“Good doctoring is pattern recognition,” Tracey Evans says, “so to have all this data here and not use it is ridiculous."
“Once we get the alert, we can call the patient ourselves,” says Tracey Evans, MD, who is piloting a program focused on using big data to predict medical needs of lung cancer patients. “We can schedule them for a visit to our clinic. We can recommend more frequent follow-ups or increase the steps they are taking for home care. All of this stems from big data, and the hope is it can help patients out of the emergency room.”
Evans and a team of physicians and data miners from the Perelman School of Medicine at the University of Pennsylvania are working to the power of analytics to better treat those suffering from cancer. Investigators hope to develop a formula that predicts when a patient is likely to end up in the emergencry department (ED) by flagging recent lab tests, radiology visits, or patient-reported symptoms. If physicians can better predict which patients will most likely need urgent treatment, they could take preventive measures, or send the patient to another facility rather than the ED.
Penn Medicine recently launched the Oncology Evaluation Center, which is similar to an urgent care clinic, but for cancer patients instead. “We hope to be able to help patients avoid being admitted to the hospital,” Evans said in a press release. “But even in this case, when admission is required, it’s controlled. This also keeps the patients with doctors [sic] they already know, which provides a more comfortable environment.” Although the predictions are not perfect, Evans said the tool could help physicians identify trends that might otherwise go unnoticed. “Good doctoring is pattern recognition,” Evans said. “So to have all this data here and not use it is ridiculous. It may help us find better ways of doing things that we don’t even know about.”
Unfortunately, when it comes to big data, it is not big enough in the oncology field. Much of what patients with cancer tell their physicians are kept in their notes. Although electronic medical records are making waves across the medical landscape, the notes themselves are usually written in prose, and are difficult for the computer to interpret.

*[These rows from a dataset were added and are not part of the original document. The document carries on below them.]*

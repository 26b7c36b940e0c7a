//! Era repository implementation for PostgreSQL.
//!
//! Covers the `eras` aggregate and its `era_validators` / `era_nominators`
//! snapshot. Snapshot writes go through [`insert_snapshot`] inside the
//! transaction opened by `PgRepositories::replace_era_snapshot`.

use async_trait::async_trait;
use rust_decimal::Decimal;
use sqlx::{PgConnection, PgPool};

use stakewatch_core::error::{StorageError, StorageResult};
use stakewatch_core::models::{Era, EraNominator, EraValidator};
use stakewatch_core::ports::EraRepository;

use super::helpers::{non_negative, to_int};

/// PostgreSQL implementation of EraRepository.
pub struct PgEraRepository {
    pool: PgPool,
}

impl PgEraRepository {
    pub fn new(pool: PgPool) -> Self {
        Self { pool }
    }
}

const ERA_COLUMNS: &str = "index, era_start_session_index, total_points, total_stake, \
                           validators_rewards, validators_arr_length";

#[async_trait]
impl EraRepository for PgEraRepository {
    async fn upsert_era(&self, era: &Era) -> StorageResult<()> {
        sqlx::query(
            r#"
            INSERT INTO eras (
                index, era_start_session_index, total_points, total_stake,
                validators_rewards, validators_arr_length
            )
            VALUES ($1, $2, $3, $4, $5, $6)
            ON CONFLICT (index) DO UPDATE SET
                era_start_session_index = EXCLUDED.era_start_session_index,
                total_points = EXCLUDED.total_points,
                total_stake = EXCLUDED.total_stake,
                validators_rewards = EXCLUDED.validators_rewards,
                validators_arr_length = EXCLUDED.validators_arr_length
            "#,
        )
        .bind(to_int(era.index, "era.index")?)
        .bind(to_int(era.era_start_session_index, "era.era_start_session_index")?)
        .bind(i64::from(era.total_points))
        .bind(era.total_stake)
        .bind(era.validators_rewards)
        .bind(to_int(era.validators_arr_length, "era.validators_arr_length")?)
        .execute(&self.pool)
        .await
        .map_err(|e| StorageError::QueryError(e.to_string()))?;

        Ok(())
    }

    async fn get_era(&self, index: u32) -> StorageResult<Option<Era>> {
        let query = format!("SELECT {ERA_COLUMNS} FROM eras WHERE index = $1");
        let row = sqlx::query_as::<_, EraRow>(&query)
            .bind(to_int(index, "era.index")?)
            .fetch_optional(&self.pool)
            .await
            .map_err(|e| StorageError::QueryError(e.to_string()))?;

        row.map(EraRow::into_era).transpose()
    }

    async fn lowest_era_index(&self) -> StorageResult<Option<u32>> {
        let row: (Option<i32>,) = sqlx::query_as("SELECT MIN(index) FROM eras")
            .fetch_one(&self.pool)
            .await
            .map_err(|e| StorageError::QueryError(e.to_string()))?;

        row.0.map(|i| non_negative(i.into(), "era.index")).transpose()
    }

    async fn highest_era_index(&self) -> StorageResult<Option<u32>> {
        let row: (Option<i32>,) = sqlx::query_as("SELECT MAX(index) FROM eras")
            .fetch_one(&self.pool)
            .await
            .map_err(|e| StorageError::QueryError(e.to_string()))?;

        row.0.map(|i| non_negative(i.into(), "era.index")).transpose()
    }

    async fn era_at_session(&self, session_index: u32) -> StorageResult<Option<Era>> {
        let query = format!(
            r#"
            SELECT {ERA_COLUMNS}
            FROM eras
            WHERE era_start_session_index <= $1
            ORDER BY era_start_session_index DESC
            LIMIT 1
            "#
        );
        let row = sqlx::query_as::<_, EraRow>(&query)
            .bind(to_int(session_index, "session.index")?)
            .fetch_optional(&self.pool)
            .await
            .map_err(|e| StorageError::QueryError(e.to_string()))?;

        row.map(EraRow::into_era).transpose()
    }

    async fn list_validators(&self, era_index: u32) -> StorageResult<Vec<EraValidator>> {
        let rows = sqlx::query_as::<_, EraValidatorRow>(
            r#"
            SELECT era_index, validator_address, points, commission, blocked,
                   total_stake, own_stake, others_stake, nominators_arr_length
            FROM era_validators
            WHERE era_index = $1
            ORDER BY validator_address ASC
            "#,
        )
        .bind(to_int(era_index, "era.index")?)
        .fetch_all(&self.pool)
        .await
        .map_err(|e| StorageError::QueryError(e.to_string()))?;

        rows.into_iter().map(EraValidatorRow::into_validator).collect()
    }

    async fn list_nominators(&self, era_index: u32) -> StorageResult<Vec<EraNominator>> {
        let rows = sqlx::query_as::<_, EraNominatorRow>(
            r#"
            SELECT era_index, validator_address, nominator_address, bonded
            FROM era_nominators
            WHERE era_index = $1
            ORDER BY validator_address ASC, nominator_address ASC
            "#,
        )
        .bind(to_int(era_index, "era.index")?)
        .fetch_all(&self.pool)
        .await
        .map_err(|e| StorageError::QueryError(e.to_string()))?;

        rows.into_iter().map(EraNominatorRow::into_nominator).collect()
    }
}

/// Delete the snapshot of an era and write the new one on `conn`.
pub(super) async fn insert_snapshot(
    conn: &mut PgConnection,
    era_index: u32,
    validators: &[EraValidator],
    nominators: &[EraNominator],
) -> StorageResult<()> {
    sqlx::query("DELETE FROM era_nominators WHERE era_index = $1")
        .bind(to_int(era_index, "era.index")?)
        .execute(&mut *conn)
        .await
        .map_err(|e| StorageError::QueryError(e.to_string()))?;

    sqlx::query("DELETE FROM era_validators WHERE era_index = $1")
        .bind(to_int(era_index, "era.index")?)
        .execute(&mut *conn)
        .await
        .map_err(|e| StorageError::QueryError(e.to_string()))?;

    for validator in validators {
        sqlx::query(
            r#"
            INSERT INTO era_validators (
                era_index, validator_address, points, commission, blocked,
                total_stake, own_stake, others_stake, nominators_arr_length
            )
            VALUES ($1, $2, $3, $4, $5, $6, $7, $8, $9)
            "#,
        )
        .bind(to_int(validator.era_index, "era_validator.era_index")?)
        .bind(&validator.validator_address)
        .bind(i64::from(validator.points))
        .bind(validator.commission)
        .bind(validator.blocked)
        .bind(validator.total_stake)
        .bind(validator.own_stake)
        .bind(validator.others_stake)
        .bind(to_int(validator.nominators_arr_length, "era_validator.nominators_arr_length")?)
        .execute(&mut *conn)
        .await
        .map_err(|e| StorageError::QueryError(e.to_string()))?;
    }

    for nominator in nominators {
        sqlx::query(
            r#"
            INSERT INTO era_nominators (era_index, validator_address, nominator_address, bonded)
            VALUES ($1, $2, $3, $4)
            "#,
        )
        .bind(to_int(nominator.era_index, "era_nominator.era_index")?)
        .bind(&nominator.validator_address)
        .bind(&nominator.nominator_address)
        .bind(nominator.bonded)
        .execute(&mut *conn)
        .await
        .map_err(|e| StorageError::QueryError(e.to_string()))?;
    }

    Ok(())
}

// =============================================================================
// Row Mapping
// =============================================================================

#[derive(sqlx::FromRow)]
struct EraRow {
    index: i32,
    era_start_session_index: i32,
    total_points: i64,
    total_stake: Decimal,
    validators_rewards: Decimal,
    validators_arr_length: i32,
}

impl EraRow {
    fn into_era(self) -> StorageResult<Era> {
        Ok(Era {
            index: non_negative(self.index.into(), "era.index")?,
            era_start_session_index: non_negative(
                self.era_start_session_index.into(),
                "era.era_start_session_index",
            )?,
            total_points: non_negative(self.total_points, "era.total_points")?,
            total_stake: self.total_stake,
            validators_rewards: self.validators_rewards,
            validators_arr_length: non_negative(
                self.validators_arr_length.into(),
                "era.validators_arr_length",
            )?,
        })
    }
}

#[derive(sqlx::FromRow)]
struct EraValidatorRow {
    era_index: i32,
    validator_address: String,
    points: i64,
    commission: Decimal,
    blocked: bool,
    total_stake: Decimal,
    own_stake: Decimal,
    others_stake: Decimal,
    nominators_arr_length: i32,
}

impl EraValidatorRow {
    fn into_validator(self) -> StorageResult<EraValidator> {
        Ok(EraValidator {
            era_index: non_negative(self.era_index.into(), "era_validator.era_index")?,
            validator_address: self.validator_address,
            points: non_negative(self.points, "era_validator.points")?,
            commission: self.commission,
            blocked: self.blocked,
            total_stake: self.total_stake,
            own_stake: self.own_stake,
            others_stake: self.others_stake,
            nominators_arr_length: non_negative(
                self.nominators_arr_length.into(),
                "era_validator.nominators_arr_length",
            )?,
        })
    }
}

#[derive(sqlx::FromRow)]
struct EraNominatorRow {
    era_index: i32,
    validator_address: String,
    nominator_address: String,
    bonded: Decimal,
}

impl EraNominatorRow {
    fn into_nominator(self) -> StorageResult<EraNominator> {
        Ok(EraNominator {
            era_index: non_negative(self.era_index.into(), "era_nominator.era_index")?,
            validator_address: self.validator_address,
            nominator_address: self.nominator_address,
            bonded: self.bonded,
        })
    }
}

“There are gaps in our data because of free text data or narrative data,” said Peter Gabriel, MD, MSE, chief oncology informatics officer in the Abramson Cancer Center. “It is very challenging for computers to process this kind of data and turn it into computable facts.” Even if the data could be processed, the results would not provide a complete picture to predict ED visits. This is because a crucial part of data is to know which patients have gone to the ED, and which symptoms prompted these visits. “But what if you went to an ER at a different hospital than where you go for your cancer treatments? How would we know? It makes it challenging to get a complete set of data,” Gabriel worries.
Currently, Penn is working to fill these gaps through a partnership with Independence Blue Cross. “By partnering with the insurer, we’re hoping to close the gap on unknown ER visits,” Gabriel said. “That should improve our predictive models for other patients.”